Bret Easton Ellis is a douchebag.


If you like Bret Easton Ellis, you are a douchebag.

It baffles me as to how many of you self-obsessed morons have deluded yourselves into actually thinking you have anything in common with that world or the people who reside in it. And I am even more dumbfounded by how many of you think that by liking Bret Easton Ellis you are this literary insider in a back room where everyone drinks heavily, smokes Parliaments, and laughs at the “ignorance” of modern American society. You are absofuckinglutely not. You are a douchebag.

And that goes for you Jay McInerney enthusiasts as well.

Hell, I shouldn’t have to defend my blanket statement as this is the sensational age of internet where anyone is able to make generalities, but I’ll go ahead and do it. It’ll be fun, like telling my girlfriend she should consider hiring a trainer. That the elliptical is only going to help so much. That the cupcake she splurged on isn’t going to pack its bags and leave on its own, but that I will.

You may be able to be that kid in high school, carrying around your unread paperback copy of Less than Zero to your honors English class, or even stretch it into college when you shit on everyone tailgating the football game from your Facebook page while drinking PBR and listening to Antlers. But sooner or later you’re going to stumble into the real world where you are no longer able to hide behind those wayfarers and must confront that bisexual, drug-addicted reflection, that whole Yale thing, staring back at you from the mirror in the bathroom at Home Sweet Home or Dorian’s.

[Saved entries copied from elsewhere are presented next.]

//! Manufacturers state container with timed success and error banners.

use std::sync::Arc;
use std::time::{Duration, Instant};

use parking_lot::Mutex;

use super::{Collection, Record, SharedCollection, Slot};
use crate::client::ApiClient;
use crate::error::ApiResult;
use crate::resources::manufacturers::{Manufacturer, ManufacturerDraft};

/// How long the success banner stays up.
pub const SUCCESS_TTL: Duration = Duration::from_secs(3);
/// How long the error banner stays up.
pub const ERROR_TTL: Duration = Duration::from_secs(5);

impl Record for Manufacturer {
    fn record_id(&self) -> &str {
        &self.id
    }
}

#[derive(Debug, Default)]
struct Flags {
    success_at: Option<Instant>,
    error_at: Option<Instant>,
}

/// Manufacturers plus transient success/error flags for the form banners.
///
/// The flags carry the instant they were raised; the view calls
/// [`ManufacturerStore::expire_flags`] on its own tick to clear them.
#[derive(Debug, Clone)]
pub struct ManufacturerStore {
    client: ApiClient,
    manufacturers: SharedCollection<Manufacturer>,
    current: Slot<Manufacturer>,
    flags: Arc<Mutex<Flags>>,
}

impl ManufacturerStore {
    pub fn new(client: ApiClient) -> Self {
        Self {
            client,
            manufacturers: SharedCollection::new(),
            current: Slot::default(),
            flags: Arc::new(Mutex::new(Flags::default())),
        }
    }

    pub fn snapshot(&self) -> Collection<Manufacturer> {
        self.manufacturers.snapshot()
    }

    pub fn manufacturers(&self) -> Vec<Manufacturer> {
        self.manufacturers.items()
    }

    pub fn current(&self) -> Option<Manufacturer> {
        self.current.get()
    }

    pub fn success(&self) -> bool {
        self.flags.lock().success_at.is_some()
    }

    pub fn fetch(&self) -> ApiResult<bool> {
        let result = self
            .manufacturers
            .fetch_with("fetchManufacturers", || Ok((self.client.manufacturers().list()?, None)));
        self.note_outcome(&result, false);
        result
    }

    pub fn fetch_by_id(&self, id: &str) -> ApiResult<Manufacturer> {
        let result = self
            .manufacturers
            .track("fetchManufacturerById", || self.client.manufacturers().get(id), |_, _| {});
        self.note_outcome(&result, false);
        let manufacturer = result?;
        self.current.set(Some(manufacturer.clone()));
        Ok(manufacturer)
    }

    pub fn create(&self, draft: &ManufacturerDraft) -> ApiResult<Manufacturer> {
        self.flags.lock().success_at = None;
        let result = self.manufacturers.track(
            "createManufacturer",
            || self.client.manufacturers().create(draft),
            |c, created| c.push(created.clone()),
        );
        self.note_outcome(&result, true);
        result
    }

    /// Replaces the list entry and makes it the current manufacturer.
    pub fn update(&self, id: &str, draft: &ManufacturerDraft) -> ApiResult<Manufacturer> {
        self.flags.lock().success_at = None;
        let result = self.manufacturers.track(
            "updateManufacturer",
            || self.client.manufacturers().update(id, draft),
            |c, updated| {
                c.replace_by_id(updated.clone());
            },
        );
        self.note_outcome(&result, true);
        let updated = result?;
        self.current.set(Some(updated.clone()));
        Ok(updated)
    }

    pub fn remove(&self, id: &str) -> ApiResult<()> {
        self.flags.lock().success_at = None;
        let result = self.manufacturers.track(
            "deleteManufacturer",
            || self.client.manufacturers().remove(id),
            |c, _| {
                c.remove_by_id(id);
            },
        );
        self.note_outcome(&result, true);
        result
    }

    /// Case-insensitive search over code and address of loaded records.
    pub fn search(&self, term: &str) -> Vec<Manufacturer> {
        self.manufacturers.read(|c| {
            c.items()
                .iter()
                .filter(|m| term.is_empty() || m.matches_search(term))
                .cloned()
                .collect()
        })
    }

    /// Clear the success flag after [`SUCCESS_TTL`] and the error after
    /// [`ERROR_TTL`].
    pub fn expire_flags(&self, now: Instant) {
        let mut flags = self.flags.lock();
        if flags.success_at.is_some_and(|at| now.duration_since(at) >= SUCCESS_TTL) {
            flags.success_at = None;
        }
        if flags.error_at.is_some_and(|at| now.duration_since(at) >= ERROR_TTL) {
            flags.error_at = None;
            self.manufacturers.update(Collection::clear_error);
        }
    }

    pub fn clear_success(&self) {
        self.flags.lock().success_at = None;
    }

    pub fn clear_error(&self) {
        self.flags.lock().error_at = None;
        self.manufacturers.update(Collection::clear_error);
    }

    pub fn clear_current(&self) {
        self.current.set(None);
    }

    /// Stamp the success flag (mutations only) or the error flag.
    fn note_outcome<T>(&self, result: &ApiResult<T>, mutation: bool) {
        let now = Instant::now();
        let mut flags = self.flags.lock();
        match result {
            Ok(_) if mutation => flags.success_at = Some(now),
            Ok(_) => {}
            Err(_) => flags.error_at = Some(now),
        }
    }
}

#[cfg(test)]
mod tests {
    use super::*;
    use crate::testing::scripted_client;
    use serde_json::json;

    fn seeded() -> (ManufacturerStore, std::sync::Arc<crate::testing::ScriptedTransport>) {
        let (client, transport, _) = scripted_client();
        transport.push_json(
            200,
            json!({"data": {"response": [
                {"_id": "m1", "code": "HLD", "address": "Bikaner"},
                {"_id": "m2", "code": "BKN", "address": "Delhi"}
            ]}}),
        );
        let store = ManufacturerStore::new(client);
        store.fetch().unwrap();
        (store, transport)
    }

    #[test]
    fn create_appends_and_raises_success() {
        let (store, transport) = seeded();
        transport.push_json(201, json!({"data": {"response": {"_id": "m3", "code": "AGR", "address": "Agra"}}}));
        store.create(&ManufacturerDraft::new("AGR", "Agra")).unwrap();
        assert_eq!(store.manufacturers().last().map(|m| m.id.as_str()), Some("m3"));
        assert!(store.success());
    }

    #[test]
    fn update_replaces_and_sets_current() {
        let (store, transport) = seeded();
        transport.push_json(200, json!({"data": {"response": {"_id": "m2", "code": "BKN", "address": "Noida"}}}));
        store.update("m2", &ManufacturerDraft::new("BKN", "Noida")).unwrap();
        assert_eq!(store.manufacturers()[1].address, "Noida");
        assert_eq!(store.current().map(|m| m.id), Some("m2".to_string()));
    }

    #[test]
    fn flags_expire_after_their_ttl() {
        let (store, transport) = seeded();
        transport.push_json(200, json!({"data": {"response": {}}}));
        store.remove("m1").unwrap();
        assert!(store.success());
        assert_eq!(store.manufacturers().len(), 1);

        let err = store.create(&ManufacturerDraft::new("", "x")).unwrap_err();
        assert!(err.to_string().contains("Code"));
        assert!(store.snapshot().error().is_some());

        let start = Instant::now();
        store.expire_flags(start + Duration::from_secs(1));
        assert!(store.snapshot().error().is_some());

        store.expire_flags(start + Duration::from_secs(6));
        assert!(store.snapshot().error().is_none());
    }

    #[test]
    fn success_clears_after_three_seconds() {
        let (store, transport) = seeded();
        transport.push_json(201, json!({"data": {"response": {"_id": "m3", "code": "AGR", "address": "Agra"}}}));
        store.create(&ManufacturerDraft::new("AGR", "Agra")).unwrap();
        let raised = Instant::now();
        store.expire_flags(raised);
        assert!(store.success());
        store.expire_flags(raised + Duration::from_secs(4));
        assert!(!store.success());
    }

    #[test]
    fn search_matches_code_and_address() {
        let (store, _) = seeded();
        assert_eq!(store.search("hld").len(), 1);
        assert_eq!(store.search("DELHI")[0].id, "m2");
        assert_eq!(store.search("").len(), 2);
    }
}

I don’t buy into that jaded youth bullshit. Who the fuck do you think you are? Clay? Well, when was the last time you watched your friends sodomize pre-pubescent girls? And making chauvinistic comments to the 22-year old Loyola grad at Brass Monkey while your Brown girlfriend is back home watching Clockwork Orange doesn’t mean you’re on your slow descent into insanity, or that you’re “the man.” She has herpes and you’re going to be itching your balls for the rest of your life if they don’t fall off.

Face it, most of you Oliver Peoples-wearing, Goldman Sachs-duffel-toting summer interns read Ellis (or more than likely have watched the movie versions) because Clay and the Batemans is your way of vicariously fulfilling some misplaced childhood fantasy that you had of being a disaffected, coke-addled introvert, wandering aimlessly at three in the morning while having these profound insights as to why you’ll never be happy. VICARIOUSLY.

Other than asking your barber for that layered haircut, you dumbshits are too scared to actually do the damn thing. It isn’t hard to find a ball and purchase a few sharp knives or a gun. I’ll hold my tongue, shit, I’ll cut if off when you or your best friend is shooting up and whoring yourself out.

Until then, shut up. Quit quoting Christian Bale. Stop referencing Ellis as your favorite author. And for god’s sake, go to sleep. You’re throwing up all over a good library of work.

Now please excuse me while I go polish off this gram in the office bathroom. Everyone’s looking at me and all I’m trying to do is fit in.